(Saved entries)
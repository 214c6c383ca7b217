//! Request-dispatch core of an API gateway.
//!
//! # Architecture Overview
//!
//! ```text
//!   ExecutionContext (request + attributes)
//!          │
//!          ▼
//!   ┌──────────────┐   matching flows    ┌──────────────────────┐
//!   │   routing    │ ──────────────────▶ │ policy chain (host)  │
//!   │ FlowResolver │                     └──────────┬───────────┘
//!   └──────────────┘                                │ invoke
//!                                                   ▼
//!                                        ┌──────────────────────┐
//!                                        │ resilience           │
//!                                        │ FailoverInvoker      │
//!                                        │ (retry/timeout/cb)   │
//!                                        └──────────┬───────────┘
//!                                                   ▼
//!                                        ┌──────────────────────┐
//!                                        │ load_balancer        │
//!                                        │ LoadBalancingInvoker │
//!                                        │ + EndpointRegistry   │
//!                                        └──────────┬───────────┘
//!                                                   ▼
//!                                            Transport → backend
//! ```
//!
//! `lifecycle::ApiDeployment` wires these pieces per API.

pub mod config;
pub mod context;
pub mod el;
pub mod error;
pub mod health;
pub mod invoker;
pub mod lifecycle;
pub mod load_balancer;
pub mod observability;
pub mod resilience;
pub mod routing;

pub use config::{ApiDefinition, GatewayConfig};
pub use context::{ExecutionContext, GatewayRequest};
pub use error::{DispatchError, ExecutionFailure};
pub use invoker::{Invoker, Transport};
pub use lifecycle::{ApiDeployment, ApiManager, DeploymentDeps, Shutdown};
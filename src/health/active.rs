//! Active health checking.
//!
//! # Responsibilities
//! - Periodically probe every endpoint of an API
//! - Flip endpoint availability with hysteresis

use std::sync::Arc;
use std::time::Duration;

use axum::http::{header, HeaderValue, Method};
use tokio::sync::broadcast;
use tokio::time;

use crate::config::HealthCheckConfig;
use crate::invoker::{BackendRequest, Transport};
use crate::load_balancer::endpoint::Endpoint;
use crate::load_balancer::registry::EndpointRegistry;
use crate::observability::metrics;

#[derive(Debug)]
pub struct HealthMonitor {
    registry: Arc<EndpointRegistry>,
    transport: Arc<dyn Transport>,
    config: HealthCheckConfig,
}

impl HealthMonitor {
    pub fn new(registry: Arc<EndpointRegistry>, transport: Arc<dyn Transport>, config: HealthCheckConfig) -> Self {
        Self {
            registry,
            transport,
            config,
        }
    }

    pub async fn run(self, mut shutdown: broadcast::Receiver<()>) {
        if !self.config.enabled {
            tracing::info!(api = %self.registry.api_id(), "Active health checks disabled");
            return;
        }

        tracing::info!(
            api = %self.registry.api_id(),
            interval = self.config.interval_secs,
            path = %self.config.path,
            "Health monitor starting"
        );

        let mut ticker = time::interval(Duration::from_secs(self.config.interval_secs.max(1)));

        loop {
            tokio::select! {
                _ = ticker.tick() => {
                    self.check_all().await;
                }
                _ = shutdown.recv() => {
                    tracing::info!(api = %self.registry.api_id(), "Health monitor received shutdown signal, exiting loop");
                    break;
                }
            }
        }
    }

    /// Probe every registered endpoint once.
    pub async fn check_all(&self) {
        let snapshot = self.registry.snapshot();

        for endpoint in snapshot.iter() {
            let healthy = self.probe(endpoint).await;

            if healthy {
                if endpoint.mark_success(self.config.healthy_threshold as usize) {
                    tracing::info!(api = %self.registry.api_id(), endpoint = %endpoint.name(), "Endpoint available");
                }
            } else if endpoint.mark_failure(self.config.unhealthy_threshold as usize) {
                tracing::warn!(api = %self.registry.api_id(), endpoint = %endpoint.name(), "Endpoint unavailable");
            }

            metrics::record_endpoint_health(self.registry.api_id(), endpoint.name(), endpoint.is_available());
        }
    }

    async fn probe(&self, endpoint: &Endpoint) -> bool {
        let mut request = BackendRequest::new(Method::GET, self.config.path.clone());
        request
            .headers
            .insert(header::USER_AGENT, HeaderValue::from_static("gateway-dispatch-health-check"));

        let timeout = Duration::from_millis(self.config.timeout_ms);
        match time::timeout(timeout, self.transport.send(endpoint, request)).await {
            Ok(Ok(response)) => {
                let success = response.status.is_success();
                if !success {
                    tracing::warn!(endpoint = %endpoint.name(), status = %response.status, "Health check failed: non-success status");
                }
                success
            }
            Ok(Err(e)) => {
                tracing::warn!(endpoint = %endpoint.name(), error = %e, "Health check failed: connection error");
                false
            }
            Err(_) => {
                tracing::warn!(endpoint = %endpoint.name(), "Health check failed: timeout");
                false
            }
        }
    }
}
==
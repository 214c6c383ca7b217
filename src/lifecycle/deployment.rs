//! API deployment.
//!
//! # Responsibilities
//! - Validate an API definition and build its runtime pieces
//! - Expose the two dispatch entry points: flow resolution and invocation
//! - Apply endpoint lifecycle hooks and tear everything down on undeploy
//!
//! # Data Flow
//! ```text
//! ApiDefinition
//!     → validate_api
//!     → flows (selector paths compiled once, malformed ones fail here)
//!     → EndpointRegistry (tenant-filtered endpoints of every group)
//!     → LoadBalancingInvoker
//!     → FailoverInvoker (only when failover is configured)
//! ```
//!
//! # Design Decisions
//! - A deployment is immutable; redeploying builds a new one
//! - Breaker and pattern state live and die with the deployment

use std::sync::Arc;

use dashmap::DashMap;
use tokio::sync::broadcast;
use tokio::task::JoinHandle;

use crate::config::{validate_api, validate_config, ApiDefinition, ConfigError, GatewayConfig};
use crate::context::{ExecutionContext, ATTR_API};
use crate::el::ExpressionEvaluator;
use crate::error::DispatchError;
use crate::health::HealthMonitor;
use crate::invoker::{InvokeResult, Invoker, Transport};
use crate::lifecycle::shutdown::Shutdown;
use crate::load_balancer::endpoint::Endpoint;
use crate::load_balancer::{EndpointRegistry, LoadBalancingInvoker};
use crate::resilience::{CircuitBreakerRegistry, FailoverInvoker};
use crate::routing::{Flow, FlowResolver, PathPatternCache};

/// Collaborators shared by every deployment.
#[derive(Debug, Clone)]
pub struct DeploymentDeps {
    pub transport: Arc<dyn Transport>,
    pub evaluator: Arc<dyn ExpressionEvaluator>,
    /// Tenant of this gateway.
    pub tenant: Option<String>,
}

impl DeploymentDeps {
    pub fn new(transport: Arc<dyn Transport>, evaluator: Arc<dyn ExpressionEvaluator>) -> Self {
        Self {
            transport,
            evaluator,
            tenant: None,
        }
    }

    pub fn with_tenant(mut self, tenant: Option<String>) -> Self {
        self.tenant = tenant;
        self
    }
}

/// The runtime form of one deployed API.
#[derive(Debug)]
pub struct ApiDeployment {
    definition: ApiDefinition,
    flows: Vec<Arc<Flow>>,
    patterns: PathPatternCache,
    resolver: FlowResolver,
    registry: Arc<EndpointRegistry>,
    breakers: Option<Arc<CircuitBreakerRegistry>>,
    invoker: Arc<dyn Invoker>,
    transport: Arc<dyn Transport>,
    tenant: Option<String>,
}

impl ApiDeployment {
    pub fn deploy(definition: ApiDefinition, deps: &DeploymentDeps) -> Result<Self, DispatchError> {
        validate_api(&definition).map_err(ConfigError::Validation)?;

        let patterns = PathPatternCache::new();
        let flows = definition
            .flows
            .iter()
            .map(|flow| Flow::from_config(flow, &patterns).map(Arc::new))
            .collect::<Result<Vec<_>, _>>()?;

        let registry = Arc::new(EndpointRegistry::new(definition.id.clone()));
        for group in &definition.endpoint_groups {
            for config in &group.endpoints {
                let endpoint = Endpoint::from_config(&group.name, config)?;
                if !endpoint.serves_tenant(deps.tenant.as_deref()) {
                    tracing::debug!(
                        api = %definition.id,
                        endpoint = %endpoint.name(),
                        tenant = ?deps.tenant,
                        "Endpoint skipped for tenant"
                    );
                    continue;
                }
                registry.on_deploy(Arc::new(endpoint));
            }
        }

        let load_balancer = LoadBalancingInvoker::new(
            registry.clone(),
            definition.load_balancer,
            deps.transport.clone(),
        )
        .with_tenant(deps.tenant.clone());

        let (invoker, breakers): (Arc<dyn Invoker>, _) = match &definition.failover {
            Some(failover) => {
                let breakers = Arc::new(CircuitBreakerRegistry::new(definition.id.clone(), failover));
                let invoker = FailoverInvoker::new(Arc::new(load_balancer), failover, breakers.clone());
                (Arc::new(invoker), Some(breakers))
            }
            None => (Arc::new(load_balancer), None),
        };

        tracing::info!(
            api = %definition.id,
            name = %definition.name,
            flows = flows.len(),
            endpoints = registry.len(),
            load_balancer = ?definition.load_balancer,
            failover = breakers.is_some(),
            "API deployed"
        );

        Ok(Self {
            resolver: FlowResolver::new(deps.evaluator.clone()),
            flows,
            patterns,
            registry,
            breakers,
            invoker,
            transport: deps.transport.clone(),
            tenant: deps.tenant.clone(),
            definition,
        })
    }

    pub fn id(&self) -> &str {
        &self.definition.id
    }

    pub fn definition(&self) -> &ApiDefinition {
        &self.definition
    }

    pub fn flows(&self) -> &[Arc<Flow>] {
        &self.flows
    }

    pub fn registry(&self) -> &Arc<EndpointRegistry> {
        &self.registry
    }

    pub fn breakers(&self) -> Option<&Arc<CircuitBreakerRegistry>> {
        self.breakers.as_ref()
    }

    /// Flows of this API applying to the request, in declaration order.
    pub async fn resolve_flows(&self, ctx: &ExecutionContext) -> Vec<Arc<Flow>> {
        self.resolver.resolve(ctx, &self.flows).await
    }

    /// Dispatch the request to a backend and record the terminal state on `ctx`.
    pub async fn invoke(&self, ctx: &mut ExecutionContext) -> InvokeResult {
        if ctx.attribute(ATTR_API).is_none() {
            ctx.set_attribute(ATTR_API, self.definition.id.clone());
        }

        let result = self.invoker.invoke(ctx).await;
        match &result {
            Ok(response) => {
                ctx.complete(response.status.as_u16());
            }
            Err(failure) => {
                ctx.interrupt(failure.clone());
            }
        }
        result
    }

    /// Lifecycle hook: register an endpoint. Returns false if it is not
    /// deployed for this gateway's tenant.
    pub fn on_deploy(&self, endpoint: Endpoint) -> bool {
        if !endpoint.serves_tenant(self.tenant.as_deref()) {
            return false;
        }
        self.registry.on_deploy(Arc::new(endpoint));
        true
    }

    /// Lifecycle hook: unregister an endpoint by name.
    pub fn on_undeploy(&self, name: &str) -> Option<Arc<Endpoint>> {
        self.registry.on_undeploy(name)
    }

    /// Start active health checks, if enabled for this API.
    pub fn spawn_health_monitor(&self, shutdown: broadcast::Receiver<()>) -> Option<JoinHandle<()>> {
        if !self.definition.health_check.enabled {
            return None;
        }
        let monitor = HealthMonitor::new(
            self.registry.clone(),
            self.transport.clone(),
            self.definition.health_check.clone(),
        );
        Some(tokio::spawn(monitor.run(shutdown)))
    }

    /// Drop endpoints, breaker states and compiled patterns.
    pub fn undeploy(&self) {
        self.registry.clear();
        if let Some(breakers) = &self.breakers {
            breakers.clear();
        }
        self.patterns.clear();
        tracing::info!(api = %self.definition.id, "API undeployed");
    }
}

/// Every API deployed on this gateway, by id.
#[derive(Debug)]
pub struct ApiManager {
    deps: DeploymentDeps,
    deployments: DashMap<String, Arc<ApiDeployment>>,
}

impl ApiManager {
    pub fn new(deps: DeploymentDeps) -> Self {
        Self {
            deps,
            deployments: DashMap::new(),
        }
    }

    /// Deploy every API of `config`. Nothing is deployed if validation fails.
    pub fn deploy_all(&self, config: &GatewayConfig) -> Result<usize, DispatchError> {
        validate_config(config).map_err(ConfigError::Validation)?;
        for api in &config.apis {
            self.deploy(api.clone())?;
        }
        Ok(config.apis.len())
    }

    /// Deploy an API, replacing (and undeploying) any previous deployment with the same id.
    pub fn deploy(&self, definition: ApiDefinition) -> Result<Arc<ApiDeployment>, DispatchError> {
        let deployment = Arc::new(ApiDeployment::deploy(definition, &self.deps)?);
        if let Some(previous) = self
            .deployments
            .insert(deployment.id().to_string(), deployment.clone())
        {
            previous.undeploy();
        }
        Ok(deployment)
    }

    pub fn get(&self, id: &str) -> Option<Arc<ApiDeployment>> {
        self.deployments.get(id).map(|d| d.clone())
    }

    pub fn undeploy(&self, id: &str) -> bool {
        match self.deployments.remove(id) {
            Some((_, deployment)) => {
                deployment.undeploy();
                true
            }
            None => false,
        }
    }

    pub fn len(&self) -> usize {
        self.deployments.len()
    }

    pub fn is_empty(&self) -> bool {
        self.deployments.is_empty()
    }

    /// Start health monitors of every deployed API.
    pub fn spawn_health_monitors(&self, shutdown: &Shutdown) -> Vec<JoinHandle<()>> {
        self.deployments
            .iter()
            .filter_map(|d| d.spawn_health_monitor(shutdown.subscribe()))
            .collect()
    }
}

**EXERCISE GOAL**
The required answer is each line of the data in which the word "timeout" appears.

**COMPLETED EXERCISE**
//!                                        │ (retry/timeout/cb)   │
        let timeout = Duration::from_millis(self.config.timeout_ms);
        match time::timeout(timeout, self.transport.send(endpoint, request)).await {
                tracing::warn!(endpoint = %endpoint.name(), "Health check failed: timeout");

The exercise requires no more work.